She twisted her fingers in the air, claiming a better hold on the magic that had caught hold of his life, reeling it in like a wriggling fish on a line. Oh, she was enjoying this!

She heard a loud buzz just before a hawk-sized thopter clipped her face, sending her sprawling on her back and opening a gash in her forehead. She heard Tezzeret gulping the air and looked up in time to see him throw the zombie off him and stagger to his feet, his eyes burning with rage.

-Magic the Gathering story: Puppets

Pain Tolerance

Nicol Bolas infects Tezzeret's brain with a creature named Doctor Jest who can trigger his brains pain network. This means that Jest can make Tezzeret feel all kinds of different painful things.

Here Jest makes if feel like Tezzeret's hand burst on fire.

But as I reached for the device, my hand burst into flame—of a sort. I saw a flare of scarlet fire, and I felt my flesh char and peel back from the bone … but my instinctive recoil drew back my hand, uninjured. Not even smoking. And I had seen the flare and the flames only from my left eye.

The source of the pain was obvious. “Doctor Jest,” I murmured grimly. “Interesting. It seems you’re hooked into my optic nerves in addition to my touch/pain network.”

“WOW. YOU ARE A GIANT BRAIN, AREN’T YOU?”

I clapped the hand now to my left ear. The roar had been so overpowering that had it been actual sound, I should have been bleeding from a ruptured eardrum. That I was not, and that I had heard the titanic roar only with my left ear, made its source obvious.

“You can talk.”

“SO CAN YOU.”

Flinching, I could not help pressing my hand more tightly to my ear … though of course it could do no good at all. Bolas must have given this “Doctor Jest” access to my entire sensory system; the incredible roar had to be the result of direct neural stimulation, in very much the same fashion as had the pain. “Um, can you speak a bit more softly?”

-Magic the Gathering: Test of Metal

Doctor Jest induces the sensation of pain so intense Tezzeret compares it to having his testacies ripped off, slowly.

"Yes yet," he said, and punctuated his reply with a sensation that felt as I imagine it might if someone were to rip of my testicles.

Slowly.

The pain dropped me to my knees. "If I pass out, we both die."

-Magic the Gathering: Test of Metal

Doctor Jest makes it feel like Tezzerets entire back of his body is on fire, but then reduces it to only an extreme itching sensation.

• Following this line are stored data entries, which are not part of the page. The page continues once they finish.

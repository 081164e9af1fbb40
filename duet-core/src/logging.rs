use std::sync::Arc;

use tracing::Level;
use tracing_subscriber::{
    fmt::{self, writer::BoxMakeWriter},
    layer::SubscriberExt,
    util::SubscriberInitExt,
    EnvFilter, Layer,
};

use crate::config::LoggingConfig;

/// Crates whose events follow the configured level. Everything else,
/// including hyper, tungstenite and tower-http internals, stays at `warn`.
const DUET_TARGETS: [&str; 5] = ["duet", "duet_core", "duet_hub", "duet_api", "duet_client"];

/// Install the global `tracing` subscriber.
///
/// `RUST_LOG` overrides the configured filter entirely. Output goes to
/// `config.file_path` when set, stdout otherwise.
pub fn init_logging(config: &LoggingConfig) -> anyhow::Result<()> {
    let level = parse_log_level(&config.level)?;

    let env_filter = EnvFilter::try_from_default_env()
        .or_else(|_| EnvFilter::try_new(filter_directives(level)))?;

    let writer = match &config.file_path {
        Some(path) => {
            let file = std::fs::OpenOptions::new()
                .create(true)
                .append(true)
                .open(path)?;
            BoxMakeWriter::new(Arc::new(file))
        }
        None => BoxMakeWriter::new(std::io::stdout),
    };

    let layer = if config.format == "json" {
        fmt::layer()
            .json()
            .with_current_span(true)
            .with_target(true)
            .with_writer(writer)
            .boxed()
    } else {
        fmt::layer()
            .with_target(true)
            .with_line_number(true)
            .with_writer(writer)
            .boxed()
    };

    tracing_subscriber::registry()
        .with(layer)
        .with(env_filter)
        .try_init()?;
    Ok(())
}

/// Default filter: our crates at `level`, dependencies at `warn`
fn filter_directives(level: Level) -> String {
    let level = level.to_string().to_lowercase();
    let mut directives = vec!["warn".to_string()];
    directives.extend(DUET_TARGETS.iter().map(|target| format!("{target}={level}")));
    // Per-request spans for the HTTP surface
    directives.push(format!("tower_http={level}"));
    directives.join(",")
}

/// Parse log level string to tracing Level
pub(crate) fn parse_log_level(level: &str) -> anyhow::Result<Level> {
    match level.to_lowercase().as_str() {
        "trace" => Ok(Level::TRACE),
        "debug" => Ok(Level::DEBUG),
        "info" => Ok(Level::INFO),
        "warn" | "warning" => Ok(Level::WARN),
        "error" => Ok(Level::ERROR),
        _ => Err(anyhow::anyhow!("Invalid log level: {level}")),
    }
}
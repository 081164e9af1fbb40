mod server;

use anyhow::Result;
use clap::Parser;
use tracing::info;

use duet_core::{bootstrap::load_config, logging};

use server::DuetServer;

/// Two-party call signaling server
#[derive(Debug, Parser)]
#[command(name = "duet", version, about)]
struct Args {
    /// Path to a YAML config file
    #[arg(short, long, env = "DUET_CONFIG_PATH")]
    config: Option<String>,
}

#[tokio::main]
async fn main() -> Result<()> {
    let args = Args::parse();

    // 1. Load and validate configuration
    let config = load_config(args.config.as_deref())?;

    // 2. Initialize logging
    logging::init_logging(&config.logging)?;
    info!("duet signaling server starting...");
    info!("HTTP address: {}", config.http_address());

    // 3. Serve until a shutdown signal arrives
    DuetServer::new(config).start().await
}
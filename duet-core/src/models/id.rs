use nanoid::nanoid;
use serde::{Deserialize, Serialize};

/// Alphabet for shareable room codes
const ROOM_CODE_ALPHABET: [char; 36] = [
    'A', 'B', 'C', 'D', 'E', 'F', 'G', 'H', 'I', 'J', 'K', 'L', 'M', 'N', 'O', 'P', 'Q', 'R',
    'S', 'T', 'U', 'V', 'W', 'X', 'Y', 'Z', '0', '1', '2', '3', '4', '5', '6', '7', '8', '9',
];

/// Length of a generated room code
pub const ROOM_CODE_LEN: usize = 6;

/// Room identifier (opaque key chosen by callers, or a generated 6-char code)
#[derive(Debug, Clone, PartialEq, Eq, Hash, PartialOrd, Ord, Serialize, Deserialize)]
#[serde(transparent)]
pub struct RoomId(pub String);

impl RoomId {
    /// Generate a fresh shareable room code, e.g. `K7Q2XD`
    #[must_use]
    pub fn generate() -> Self {
        Self(nanoid!(ROOM_CODE_LEN, &ROOM_CODE_ALPHABET))
    }

    /// Build a room id from user input, trimming surrounding whitespace.
    /// Returns `None` for blank input.
    #[must_use]
    pub fn parse(input: &str) -> Option<Self> {
        let trimmed = input.trim();
        (!trimmed.is_empty()).then(|| Self(trimmed.to_string()))
    }

    #[must_use]
    pub fn as_str(&self) -> &str {
        &self.0
    }
}

impl std::fmt::Display for RoomId {
    fn fmt(&self, f: &mut std::fmt::Formatter<'_>) -> std::fmt::Result {
        write!(f, "{}", self.0)
    }
}

impl From<String> for RoomId {
    fn from(s: String) -> Self {
        Self(s)
    }
}

impl From<&str> for RoomId {
    fn from(s: &str) -> Self {
        Self(s.to_string())
    }
}

/// Server-assigned identifier of one live signaling connection
#[derive(Debug, Clone, PartialEq, Eq, Hash, Serialize, Deserialize)]
#[serde(transparent)]
pub struct ConnectionId(pub String);

impl ConnectionId {
    #[must_use]
    pub fn new() -> Self {
        Self(nanoid!(12))
    }

    #[must_use]
    pub fn as_str(&self) -> &str {
        &self.0
    }
}

impl Default for ConnectionId {
    fn default() -> Self {
        Self::new()
    }
}

impl std::fmt::Display for ConnectionId {
    fn fmt(&self, f: &mut std::fmt::Formatter<'_>) -> std::fmt::Result {
        write!(f, "{}", self.0)
    }
}

impl From<&str> for ConnectionId {
    fn from(s: &str) -> Self {
        Self(s.to_string())
    }
}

“Can you do anything about the pain?”

“Without doing permanent damage? Only this,” he said, and my whole back from neck to heels burst into flame. Metaphorically, but nonetheless vividly.

This cleared up my running problem admirably. Not that I was in any way grateful for Doc’s assistance.

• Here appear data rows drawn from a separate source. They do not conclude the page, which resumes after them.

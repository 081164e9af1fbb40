use std::{net::SocketAddr, sync::Arc};

use tokio::{sync::watch, task::JoinHandle};
use tracing::{error, info};

use duet_core::Config;
use duet_hub::{RoomRegistry, SignalingRelay};

pub struct DuetServer {
    config: Arc<Config>,
    relay: SignalingRelay,
}

impl DuetServer {
    pub fn new(config: Config) -> Self {
        Self {
            config: Arc::new(config),
            relay: SignalingRelay::new(RoomRegistry::new()),
        }
    }

    /// Start the HTTP server and wait for a shutdown signal
    pub async fn start(self) -> anyhow::Result<()> {
        let (shutdown_tx, shutdown_rx) = watch::channel(false);

        let mut http_handle = self.start_http_server(shutdown_rx).await?;

        tokio::select! {
            _ = &mut http_handle => {
                error!("HTTP server stopped unexpectedly");
            }
            () = shutdown_signal() => {
                info!("Shutdown signal received, starting graceful shutdown...");
                let _ = shutdown_tx.send(true);
                if let Err(e) = http_handle.await {
                    error!("HTTP server task failed: {}", e);
                }
            }
        }

        let registry = self.relay.registry();
        info!(
            rooms = registry.room_count(),
            connections = registry.connection_count(),
            "duet server stopped"
        );
        Ok(())
    }

    async fn start_http_server(
        &self,
        mut shutdown_rx: watch::Receiver<bool>,
    ) -> anyhow::Result<JoinHandle<()>> {
        let http_address = self.config.http_address();
        let http_addr: SocketAddr = http_address
            .parse()
            .map_err(|e| anyhow::anyhow!("Invalid HTTP address '{http_address}': {e}"))?;

        let listener = tokio::net::TcpListener::bind(http_addr)
            .await
            .map_err(|e| anyhow::anyhow!("Failed to bind HTTP address {http_addr}: {e}"))?;
        info!("HTTP server listening on {}", http_addr);

        let router = duet_api::create_router(self.relay.clone(), self.config.clone());

        Ok(tokio::spawn(async move {
            let shutdown = async move {
                let _ = shutdown_rx.wait_for(|stop| *stop).await;
            };
            if let Err(e) = axum::serve(listener, router)
                .with_graceful_shutdown(shutdown)
                .await
            {
                error!("HTTP server error: {}", e);
            }
            info!("HTTP server shut down gracefully");
        }))
    }
}

async fn shutdown_signal() {
    let ctrl_c = async {
        match tokio::signal::ctrl_c().await {
            Ok(()) => {
                info!("Received Ctrl+C signal");
            }
            Err(e) => {
                error!("Failed to install Ctrl+C handler: {}", e);
            }
        }
    };

    #[cfg(unix)]
    let terminate = async {
        match tokio::signal::unix::signal(tokio::signal::unix::SignalKind::terminate()) {
            Ok(mut signal) => {
                signal.recv().await;
                info!("Received SIGTERM signal");
            }
            Err(e) => {
                error!("Failed to install SIGTERM handler: {}", e);
            }
        }
    };

    #[cfg(not(unix))]
    let terminate = std::future::pending::<()>();

    tokio::select! {
        () = ctrl_c => {}
        () = terminate => {}
    }
}
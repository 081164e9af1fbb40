//! In-memory room hub for the duet signaling server
//!
//! - **`RoomRegistry`**: room id -> ordered members (capacity 2), plus the
//!   connection -> room index used to clean up after abrupt disconnects
//! - **`SignalingRelay`**: dispatches decoded client events, forwarding
//!   negotiation and chat payloads to the other member of the sender's room
//!
//! State lives only in this process. Running several server processes would
//! need a shared store, since the capacity check needs one owner per room.

mod registry;
mod relay;

pub use registry::{
    deliver, JoinOutcome, LeaveOutcome, OutboundSender, Participant, RoomRegistry, RoomSnapshot,
};
pub use relay::{ConnectionHandle, SignalingRelay};
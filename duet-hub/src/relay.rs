use duet_core::{ClientMessage, ConnectionId, RoomId, ServerMessage};
use tracing::{debug, warn};

use crate::registry::{deliver, JoinOutcome, OutboundSender, Participant, RoomRegistry};

/// The server side of one signaling connection
#[derive(Debug, Clone)]
pub struct ConnectionHandle {
    pub id: ConnectionId,
    pub sender: OutboundSender,
}

impl ConnectionHandle {
    #[must_use]
    pub fn new(sender: OutboundSender) -> Self {
        Self {
            id: ConnectionId::new(),
            sender,
        }
    }
}

/// Routes decoded client events
///
/// `join-room` goes to the registry. Everything else is forwarded verbatim to
/// the other member of the named room and never echoed back. There is no
/// buffering: with nobody else present the event is dropped. Each connection's
/// events are dispatched in arrival order, so one sender's stream reaches the
/// peer in order.
#[derive(Clone, Default)]
pub struct SignalingRelay {
    registry: RoomRegistry,
}

impl SignalingRelay {
    #[must_use]
    pub const fn new(registry: RoomRegistry) -> Self {
        Self { registry }
    }

    #[must_use]
    pub const fn registry(&self) -> &RoomRegistry {
        &self.registry
    }

    /// Handle one event from `conn`
    pub fn dispatch(&self, conn: &ConnectionHandle, message: ClientMessage) {
        match message {
            ClientMessage::JoinRoom { room_id, name } => self.join(conn, &room_id, name),
            other => {
                let Some((room_id, event)) = other.into_relayed() else {
                    return;
                };
                // Same normalization as join-room
                if let Some(room_id) = RoomId::parse(room_id.as_str()) {
                    self.relay(&conn.id, &room_id, event);
                }
            }
        }
    }

    fn join(&self, conn: &ConnectionHandle, room_id: &RoomId, name: String) {
        let Some(room_id) = RoomId::parse(room_id.as_str()) else {
            debug!(connection_id = %conn.id, "Ignoring join-room with empty room id");
            return;
        };

        let participant = Participant {
            connection_id: conn.id.clone(),
            name,
            sender: conn.sender.clone(),
        };

        match self.registry.join(&room_id, participant) {
            JoinOutcome::Admitted { prior_count: 1 } => {
                self.registry.notify_if_second(&room_id, &conn.id);
            }
            JoinOutcome::Admitted { .. } | JoinOutcome::AlreadyMember => {}
            JoinOutcome::RoomFull => {
                deliver(&conn.sender, &conn.id, ServerMessage::RoomFull);
            }
        }
    }

    /// Forward `event` to every member of `room_id` except `from`.
    ///
    /// Events from a connection that is not a member of `room_id` are dropped.
    /// Returns the number of members the event was queued for (0 or 1).
    pub fn relay(&self, from: &ConnectionId, room_id: &RoomId, event: ServerMessage) -> usize {
        if self.registry.room_of(from).as_ref() != Some(room_id) {
            warn!(
                connection_id = %from,
                room_id = %room_id,
                event_type = event.event_type(),
                "Dropping event for a room the sender has not joined"
            );
            return 0;
        }

        let recipients = self.registry.others(room_id, from);
        if recipients.is_empty() {
            debug!(
                room_id = %room_id,
                event_type = event.event_type(),
                "No peer present, event dropped"
            );
            return 0;
        }

        recipients
            .iter()
            .filter(|peer| deliver(&peer.sender, &peer.connection_id, event.clone()))
            .count()
    }

    /// Clean up after a connection closed, with or without a prior end-call
    pub fn disconnect(&self, connection_id: &ConnectionId) {
        if self.registry.leave(connection_id).is_none() {
            debug!(connection_id = %connection_id, "Disconnected before joining a room");
        }
    }
}
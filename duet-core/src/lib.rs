//! Shared building blocks for the duet signaling service and its client.
//!
//! - [`config`]: layered server configuration (file + `DUET_*` environment)
//! - [`error`]: the error taxonomy shared by server and client
//! - [`logging`]: `tracing` subscriber setup
//! - [`models`]: room and connection identifiers
//! - [`protocol`]: the JSON events exchanged over the signaling socket

pub mod bootstrap;
pub mod config;
pub mod error;
pub mod logging;
pub mod models;
pub mod protocol;

pub use config::Config;
pub use error::{Error, Result};
pub use models::{ConnectionId, RoomId};
pub use protocol::{ClientMessage, ServerMessage};

/// Number of participants a room admits. Rooms pair exactly two callers.
pub const ROOM_CAPACITY: usize = 2;
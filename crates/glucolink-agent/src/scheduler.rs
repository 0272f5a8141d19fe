// SPDX-FileCopyrightText: 2026 Glucolink Contributors
// SPDX-License-Identifier: MIT OR Apache-2.0

//! Polling scheduler.
//!
//! Fires the source's `fetch_latest` once at start and then every poll
//! interval. Each fetch runs in its own task and feeds the freshness
//! controller, so a hung request never delays the next tick.

use std::sync::Arc;
use std::time::Duration;

use glucolink_core::MeasurementSource;
use tokio::sync::{Notify, watch};
use tokio::task::JoinHandle;
use tokio::time::Instant;
use tokio_util::sync::CancellationToken;
use tracing::{debug, info};

use crate::freshness::FreshnessHandle;

/// Shortest accepted poll interval.
const MIN_INTERVAL: Duration = Duration::from_secs(1);

/// Handle to a running polling loop.
#[derive(Debug)]
pub struct PollScheduler {
    interval: watch::Sender<Duration>,
    force: Arc<Notify>,
    cancel: CancellationToken,
    task: JoinHandle<()>,
}

impl PollScheduler {
    /// Starts polling `source` and forwarding results to `sink`.
    pub fn spawn(
        source: Arc<dyn MeasurementSource>,
        sink: FreshnessHandle,
        interval: Duration,
        cancel: CancellationToken,
    ) -> Self {
        let (interval_tx, interval_rx) = watch::channel(interval.max(MIN_INTERVAL));
        let force = Arc::new(Notify::new());
        let poller = Poller {
            source,
            sink,
            cancel: cancel.clone(),
        };
        let task = tokio::spawn(poller.run(interval_rx, Arc::clone(&force)));

        Self {
            interval: interval_tx,
            force,
            cancel,
            task,
        }
    }

    /// Changes the interval. The next fire is at `last fire + interval`, or
    /// immediately if that moment has already passed.
    pub fn set_interval(&self, interval: Duration) {
        self.interval.send_replace(interval.max(MIN_INTERVAL));
    }

    pub fn interval(&self) -> Duration {
        *self.interval.borrow()
    }

    /// Requests an extra fetch now without moving the periodic deadline.
    pub fn force(&self) {
        self.force.notify_one();
    }

    /// Stops polling and abandons in-flight fetches.
    pub async fn stop(self) {
        self.cancel.cancel();
        if let Err(e) = self.task.await {
            debug!(error = %e, "poll scheduler task ended abnormally");
        }
    }
}

struct Poller {
    source: Arc<dyn MeasurementSource>,
    sink: FreshnessHandle,
    cancel: CancellationToken,
}

impl Poller {
    async fn run(self, mut interval_rx: watch::Receiver<Duration>, force: Arc<Notify>) {
        let mut interval = *interval_rx.borrow_and_update();
        info!(
            source = self.source.id(),
            interval_secs = interval.as_secs(),
            "polling started"
        );

        let mut last_fire = Instant::now();
        self.fire();
        let next = tokio::time::sleep_until(last_fire + interval);
        tokio::pin!(next);

        loop {
            tokio::select! {
                _ = self.cancel.cancelled() => break,
                () = &mut next => {
                    last_fire = Instant::now();
                    self.fire();
                    next.as_mut().reset(last_fire + interval);
                }
                changed = interval_rx.changed() => {
                    if changed.is_err() {
                        break;
                    }
                    interval = *interval_rx.borrow_and_update();
                    info!(interval_secs = interval.as_secs(), "poll interval changed");
                    // A deadline already in the past completes on the next poll.
                    next.as_mut().reset(last_fire + interval);
                }
                () = force.notified() => {
                    debug!("forced poll");
                    self.fire();
                }
            }
        }
        debug!(source = self.source.id(), "polling stopped");
    }

    fn fire(&self) {
        let source = Arc::clone(&self.source);
        let sink = self.sink.clone();
        let cancel = self.cancel.clone();
        tokio::spawn(async move {
            tokio::select! {
                _ = cancel.cancelled() => {}
                event = source.fetch_latest() => sink.submit(event).await,
            }
        });
    }
}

“The human pain system,” he said conversationally, “is an interesting place. Ever notice that when you break your toe, you forget all about your headache?”

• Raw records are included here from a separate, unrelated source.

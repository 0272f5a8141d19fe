// SPDX-FileCopyrightText: 2026 Glucolink Contributors
// SPDX-License-Identifier: MIT OR Apache-2.0

//! Trait definitions at the seams between sources, storage, and the host.

pub mod source;
pub mod store;

pub use source::MeasurementSource;
pub use store::{SettingsStore, SettingsStoreExt};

I did not reply, as I needed all my breath for screaming.

“Huh, wait—how’s this?” Instead of being on fire, I felt as though a colony of soldier ants had taken up residence inside my spine and was currently exploring its new territory. Thousands of ants marching along under my skin, along my veins, burrowing into my muscles, crawling around the inside of my ears.…

“Tolerable,” I said through clenched teeth. At least it didn’t hurt.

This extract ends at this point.